If he tries to keep segregated with men of his own origin and separated from the rest of America, then he isn’t doing his part as an American.
“We have room for but one language here and that is the English language, for we intend to see that the crucible turns our people out as Americans, and American nationality, and not as dwellers in a polyglot boarding house; and we have room for but one sole loyalty, and that is loyalty to the American people.”
A long post, but Black is just too good not to quote in full. (In the original on NRO he goes on to discuss Truman & Eisenhower/Korea & Vietnam; recommended.)
There is an uncatalogued hobgoblin that should be chased up and classified by the Smithsonian, that requires part of the U.S. conservative historical community to persist in defaming Franklin D. Roosevelt (who was, in fact, rivaled only by Washington, Lincoln, and Reagan as America’s greatest and most effective conservative). FDR had barely settled in his grave, with Fala sadly silent and Eleanor back in Washington Square, when the Yalta Myth descended on him.
This held that he had been swindled by Stalin out of Eastern Europe and had approved the delivery of those countries to the hob-nailed jackboot of the USSR. He and Winston Churchill had extracted from Stalin at Yalta the unconditional promise of democracy, fair elections, and independence for all those countries. They achieved all that they sought.
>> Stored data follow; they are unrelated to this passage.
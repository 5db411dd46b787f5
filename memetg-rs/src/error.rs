use memetg_canvas::CanvasError;

pub type MemetgResult<T> = Result<T, MemetgError>;

#[derive(Debug, thiserror::Error)]
pub enum MemetgError {
    /// The upstream service answered with a non-success status.
    #[error("Upstream request failed with status {status}: {reason}")]
    UpstreamStatus { status: u16, reason: String },

    #[error("HTTP request failed: {0}")]
    Http(#[from] reqwest::Error),

    #[error("Invalid JSON: {0}")]
    Json(#[from] serde_json::Error),

    #[error("Failed to decode image: {0}")]
    ImageDecode(#[from] image::ImageError),

    #[error("Invalid data URI: {0}")]
    DataUri(String),

    #[error("Card `{0}` has no image URL")]
    MissingImageUrl(String),

    #[error(transparent)]
    Canvas(#[from] CanvasError),

    #[error("I/O error: {0}")]
    Io(#[from] std::io::Error),

    #[error("Internal error: `{0}`")]
    Internal(String),
}

impl MemetgError {
    /// Upstream status code, if this error carries one.
    pub fn upstream_status(&self) -> Option<u16> {
        match self {
            MemetgError::UpstreamStatus { status, .. } => Some(*status),
            _ => None,
        }
    }
}
#![allow(clippy::uninlined_format_args)]

use clap::Parser;
use memetg_rs::lookup::SCRYFALL_API_URL;
use memetg_server::{init_tracing, serve, LogFormat, ServeConfig};
use std::time::Duration;

#[derive(Debug, Parser)]
#[command(version, name = "memetg-server")]
#[command(about = "Relay card searches and card images for memetg", long_about = None)]
struct Args {
    /// Address to listen on
    #[arg(long, default_value = "127.0.0.1")]
    host: String,

    /// Port to listen on
    #[arg(long, default_value_t = 8000)]
    port: u16,

    /// Card database base URL
    #[arg(long, default_value = SCRYFALL_API_URL)]
    upstream_url: String,

    /// Cache lifetime for relayed images, in seconds
    #[arg(long, default_value_t = 86400)]
    cache_max_age: u64,

    /// Per-request timeout, in seconds
    #[arg(long, default_value_t = 30)]
    request_timeout_secs: u64,

    #[arg(long, value_enum, default_value_t = LogFormat::Text)]
    log_format: LogFormat,

    /// Origin allowed to call the API from a browser
    #[arg(long)]
    cors_origin: Option<String>,
}

#[tokio::main]
async fn main() -> anyhow::Result<()> {
    let args = Args::parse();
    init_tracing(args.log_format)?;

    let config = ServeConfig {
        host: args.host,
        port: args.port,
        upstream_url: args.upstream_url,
        cache_max_age: args.cache_max_age,
        request_timeout: Duration::from_secs(args.request_timeout_secs),
        cors_origin: args.cors_origin,
    };
    serve(config).await
}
As Roosevelt biographer Ted Morgan has written, “If it had been a good deal for Stalin, he would not have violated every clause of it.” At the first summit conference after 1945, at Geneva in 1955, President Eisenhower, despite all the false histrionics of his Republican party about Yalta, began by demanding that the collective post-Stalin leadership honor their deceased leader’s Yalta promises to Eastern Europe.
Many of us who have specialized in Roosevelt studies had just finally driven a stake through the heart of the Yalta Myth when the hobgoblin lunged at our throats from another quarter. The Wall Street Journal’s admirable opinion pages erupted a few years ago in the contra-historical fabrication that Roosevelt didn’t end the Great Depression in the U.S.
There is no discernible distinction, in market terms, between — on one hand — German army draftees and British naval shipyard workers, and — on the other — New Deal unemployed building the Triborough Bridge or the Cathedral of Learning in Pittsburgh, working on the TVA, or planting a billion trees and saving the whooping crane. Yet the millions of New Deal workfare participants are still considered unemployed, while the millions of European and Japanese draftees to the armed forces and defense production are not. This fatuous debate must end. FDR had his faults and mistakes; his economics rated a C, but his catastrophe avoidance, crisis management, and ultimate success record were straight A’s. Serious historians should stop trying to breathe life into the limp sail that FDR was a continuer of Hoover and that Hitler, Chamberlain, and even the poltroon Mussolini fought the Depression more effectively than he did.
When he came into office in 1933, Roosevelt found unemployment at 33 percent (not the mere 25 percent that this nursery school of detractors claims), with no direct federal assistance for the jobless; the banking system and stock and commodity exchanges closed; farm prices beneath subsistence levels; 45 percent of residential housing under threat of foreclosure; and machine-gun nests at the corners and on the steps of Washington’s great federal buildings for the first time since the Civil War.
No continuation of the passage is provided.